Our Poor Florida—Timeshare Capital of the World

Our Poor Florida —Timeshare Capital of the World

Timeshares, like cockroaches, have managed to spread around the world. Like dirty insects they creep and crawl over every place that was once nice, warm, desirable as a place to spend times of leisure. But no place else—no place else on earth—has been saddled with a worse case of timeshare cooties than our beloved Florida.

Perhaps it was in the DNA of timeshares that this would happen. Everyone knows that Florida is an undeniably beautiful state, with a great climate, plenty of sunshine, water on two coasts totaling around 8,000 miles of beachfront, well-known attractions offered by Orlando in the center of the state, and of course great people. Travelers from all over the United States—and hailing from the rest of the world—choose to come here for vacation, and, for that matter, to retire and spend their twilight years here.

So it’s no surprise that the very first timeshare scheme to appear in the continental United States took root in our very own Fort Lauderdale in 1974. That’s when the Caribbean International Corporation came to roost. Rather than ownership, this company offered a “vacation license” spanning twenty-five weeks. Though this initial occurrence was downright honorable by today’s standards—even including a frozen “per diem” of $15—it started the boulder rolling down the hill. Now, of course, that “per diem” is known as “maintenance fees,” and you’ll never find them frozen—instead, they always rise each year at an alarming rate, without any ethical endpoint in sight. That boulder has become an avalanche.

Now our state is saddled with more than 350 timeshare resorts, each containing as many units as its greedy corporate owners can cram onto their properties. This amounts to nearly a quarter of all timeshares in the entire United States.

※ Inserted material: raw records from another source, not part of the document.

//! Per-dispatcher counters

use std::sync::atomic::{AtomicU64, Ordering};

/// Counters shared by every session of one dispatcher
#[derive(Debug, Default)]
pub struct DispatchMetrics {
    /// Requests sent, first sends and retries alike
    attempts: AtomicU64,
    retries: AtomicU64,
    delivered: AtomicU64,
    dropped: AtomicU64,
    /// Sessions that hit a terminal retry verdict
    exhausted: AtomicU64,
    cancelled: AtomicU64,
}

impl DispatchMetrics {
    pub fn new() -> Self {
        Self::default()
    }

    pub fn attempts(&self) -> u64 {
        self.attempts.load(Ordering::Relaxed)
    }

    pub fn inc_attempts(&self) {
        self.attempts.fetch_add(1, Ordering::Relaxed);
    }

    pub fn retries(&self) -> u64 {
        self.retries.load(Ordering::Relaxed)
    }

    pub fn inc_retries(&self) {
        self.retries.fetch_add(1, Ordering::Relaxed);
    }

    pub fn delivered(&self) -> u64 {
        self.delivered.load(Ordering::Relaxed)
    }

    pub fn add_delivered(&self, n: usize) {
        self.delivered.fetch_add(n as u64, Ordering::Relaxed);
    }

    pub fn dropped(&self) -> u64 {
        self.dropped.load(Ordering::Relaxed)
    }

    pub fn add_dropped(&self, n: usize) {
        self.dropped.fetch_add(n as u64, Ordering::Relaxed);
    }

    pub fn exhausted(&self) -> u64 {
        self.exhausted.load(Ordering::Relaxed)
    }

    pub fn inc_exhausted(&self) {
        self.exhausted.fetch_add(1, Ordering::Relaxed);
    }

    pub fn cancelled(&self) -> u64 {
        self.cancelled.load(Ordering::Relaxed)
    }

    pub fn inc_cancelled(&self) {
        self.cancelled.fetch_add(1, Ordering::Relaxed);
    }

    pub fn snapshot(&self) -> MetricsSnapshot {
        MetricsSnapshot {
            attempts: self.attempts(),
            retries: self.retries(),
            delivered: self.delivered(),
            dropped: self.dropped(),
            exhausted: self.exhausted(),
            cancelled: self.cancelled(),
        }
    }
}

/// Point-in-time copy of [`DispatchMetrics`]
#[derive(Debug, Clone, Copy, Default, PartialEq, Eq)]
pub struct MetricsSnapshot {
    pub attempts: u64,
    pub retries: u64,
    pub delivered: u64,
    pub dropped: u64,
    pub exhausted: u64,
    pub cancelled: u64,
}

These ravenous insects advertise their “free stays,” their “free snorkeling adventures,” focusing of course on the elderly, who may not be able to move to Florida but who want to spend as much time here as they can. Again, the desire to come to Florida is natural—we understand it (after all, we choose to live here ourselves). But this desire is taken advantage of, and the crooks who sell people their ephemeral “properties” are in it to fleece these poor people of as much money as possible while giving them as little return as they can get away with (and they use tactics that fall outside of the law altogether when it suits their purposes).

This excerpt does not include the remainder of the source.